Falling In Love (Part 1)
If you want to fall in love with someone (or just like them more) – do things for them.
The kind of things that excite you, stretch you, and scare you just a bit. The kind of things that require at least a little of your attention everyday. The kind of things that you really do because they make you feel good, even though on the surface it looks like you’re doing it for someone else.
Like the surprise party I threw for my husband this weekend.
As soon as I decided to do it, I felt more in love with him. And each day that passed, I plotted and planned and enrolled my friends’ assistance, and fell even more in love with him.
As I made the invitation list, I thought of how lovable and loved he is. And as people RSVP’d both with yes’s and no’s I was reminded of how many amazing people we have in our lives, and I fell in love with all of them too.
I was tempted to have it be a ‘semi-surprise’ party, where I basically just tell him ahead of time that it’s happening and let him be ‘surprised’ by who’s there. But my friend, Becky, challenged me to go for it and surprise him all the way. I got even more excited. And I had to get even more creative, and enlist even more friends’ support.
Pretty quickly, I realized I wasn’t throwing this party for him (although, he and everyone else who was there might argue with that).

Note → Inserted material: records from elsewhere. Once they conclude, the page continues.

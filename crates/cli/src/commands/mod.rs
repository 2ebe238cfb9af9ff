pub mod config;
pub mod migrate;
pub mod verify;

use serde::Serialize;

#[derive(Debug, Clone)]
pub struct CommandResult {
    pub exit_code: u8,
    pub output: String,
}

#[derive(Debug, Serialize)]
struct CommandOutcome {
    command: String,
    status: String,
    error_class: Option<String>,
    message: String,
}

impl CommandResult {
    pub fn success(command: &str, message: impl Into<String>) -> Self {
        let payload = CommandOutcome {
            command: command.to_string(),
            status: "ok".to_string(),
            error_class: None,
            message: message.into(),
        };
        Self { exit_code: 0, output: serialize_payload(payload) }
    }

    pub fn failure(
        command: &str,
        error_class: &str,
        message: impl Into<String>,
        exit_code: u8,
    ) -> Self {
        let payload = CommandOutcome {
            command: command.to_string(),
            status: "error".to_string(),
            error_class: Some(error_class.to_string()),
            message: message.into(),
        };
        Self { exit_code, output: serialize_payload(payload) }
    }
}

fn serialize_payload(payload: CommandOutcome) -> String {
    serde_json::to_string(&payload).unwrap_or_else(|error| {
        format!(
            "{{\"command\":\"unknown\",\"status\":\"error\",\"error_class\":\"serialization\",\"message\":\"{}\"}}",
            error.to_string().replace('\\', "\\\\").replace('"', "\\\"")
        )
    })
}

pub(crate) fn build_runtime() -> Result<tokio::runtime::Runtime, std::io::Error> {
    tokio::runtime::Builder::new_current_thread().enable_all().build()
}
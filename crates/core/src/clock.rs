use chrono::{DateTime, NaiveDate, Utc};

/// Source of "now" for issuance timestamps and the date policy. Both the
/// wizard and the registry derive `today` from the same seam so the leave
/// date rule cannot drift between the two sides.
pub trait Clock: Send + Sync {
    fn now(&self) -> DateTime<Utc>;

    fn today(&self) -> NaiveDate {
        self.now().date_naive()
    }
}

#[derive(Clone, Copy, Debug, Default)]
pub struct SystemClock;

impl Clock for SystemClock {
    fn now(&self) -> DateTime<Utc> {
        Utc::now()
    }
}

/// Pinned clock for tests and replay.
#[derive(Clone, Copy, Debug)]
pub struct FixedClock(pub DateTime<Utc>);

impl Clock for FixedClock {
    fn now(&self) -> DateTime<Utc> {
        self.0
    }
}
use serde::{Deserialize, Serialize};
use thiserror::Error;

use crate::codes::CertificateCode;

#[derive(Clone, Debug, Error, PartialEq, Eq)]
#[error("invalid wizard layout: {0}")]
pub struct LayoutError(String);

/// Where the wizard currently is: one visible step, or the terminal
/// confirmation state after a successful submission.
#[derive(Clone, Copy, Debug, PartialEq, Eq, Serialize, Deserialize)]
pub enum WizardPhase {
    Step(usize),
    Completed,
}

#[derive(Clone, Copy, Debug, PartialEq, Eq, Serialize, Deserialize)]
pub enum WizardEvent {
    Advance,
    Retreat,
    PaymentInitiated,
}

#[derive(Clone, Copy, Debug, PartialEq, Eq, Serialize, Deserialize)]
pub enum WizardAction {
    OpenPaymentWindow,
    BeginSubmission,
}

/// Submission lifecycle for one wizard session. At most one transition into
/// `Submitting` is in flight at a time; once `Submitted`, the code is cached
/// and no further network call is issued for this session.
#[derive(Clone, Debug, PartialEq, Eq, Serialize, Deserialize)]
pub enum SubmissionState {
    NotSubmitted,
    Submitting,
    Submitted(CertificateCode),
    Failed(String),
}

impl SubmissionState {
    pub fn is_in_flight(&self) -> bool {
        matches!(self, Self::Submitting)
    }

    pub fn certificate(&self) -> Option<&CertificateCode> {
        match self {
            Self::Submitted(code) => Some(code),
            _ => None,
        }
    }
}

/// Read-only view of the session facts a transition may depend on.
#[derive(Clone, Copy, Debug, Default, PartialEq, Eq, Serialize, Deserialize)]
pub struct WizardContext {
    pub payment_acknowledged: bool,
}

#[derive(Clone, Debug, PartialEq, Eq, Serialize, Deserialize)]
pub struct TransitionOutcome {
    pub from: WizardPhase,
    pub to: WizardPhase,
    pub event: WizardEvent,
    pub actions: Vec<WizardAction>,
}

/// Shape of the step sequence. The submit step is always the last step;
/// the payment step sits strictly before it.
#[derive(Clone, Copy, Debug, PartialEq, Eq, Serialize, Deserialize)]
pub struct WizardLayout {
    step_count: usize,
    payment_step: usize,
}

impl WizardLayout {
    pub fn new(step_count: usize, payment_step: usize) -> Result<Self, LayoutError> {
        if step_count < 2 {
            return Err(LayoutError(format!("step_count must be at least 2, got {step_count}")));
        }
        if payment_step + 1 >= step_count {
            return Err(LayoutError(format!(
                "payment_step {payment_step} must precede the submit step {}",
                step_count - 1
            )));
        }
        Ok(Self { step_count, payment_step })
    }

    pub fn step_count(&self) -> usize {
        self.step_count
    }

    pub fn payment_step(&self) -> usize {
        self.payment_step
    }

    pub fn submit_step(&self) -> usize {
        self.step_count - 1
    }
}

impl Default for WizardLayout {
    /// The six intake sections: certificate type, leave details, personal
    /// details, dates and symptoms, payment, review and submit.
    fn default() -> Self {
        Self { step_count: 6, payment_step: 4 }
    }
}

#[cfg(test)]
mod tests {
    use super::{SubmissionState, WizardLayout};
    use crate::codes::CertificateCode;

    #[test]
    fn layout_rejects_payment_at_or_after_submit() {
        assert!(WizardLayout::new(6, 5).is_err());
        assert!(WizardLayout::new(6, 6).is_err());
        assert!(WizardLayout::new(1, 0).is_err());

        let layout = WizardLayout::new(6, 4).expect("default shape is valid");
        assert_eq!(layout.submit_step(), 5);
    }

    #[test]
    fn submission_state_exposes_cached_certificate() {
        let code = CertificateCode::parse("MEDC123456").expect("valid code");
        let state = SubmissionState::Submitted(code.clone());

        assert_eq!(state.certificate(), Some(&code));
        assert!(!state.is_in_flight());
        assert!(SubmissionState::Submitting.is_in_flight());
        assert_eq!(SubmissionState::NotSubmitted.certificate(), None);
    }
}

I was throwing it for me – and he just happened to be the focus of my attention.
But guess what, as my friend and mentor Kathlyn Hendricks likes to say –
Attention is the currency of relationship.
Infuse a relationship with attention, and whatever is there is going to magnify.
Infuse a loving relationship with attention & creativity, and include your friends – and what you get is the best kind of party.
Which when you think about it, isn’t that much of a surprise.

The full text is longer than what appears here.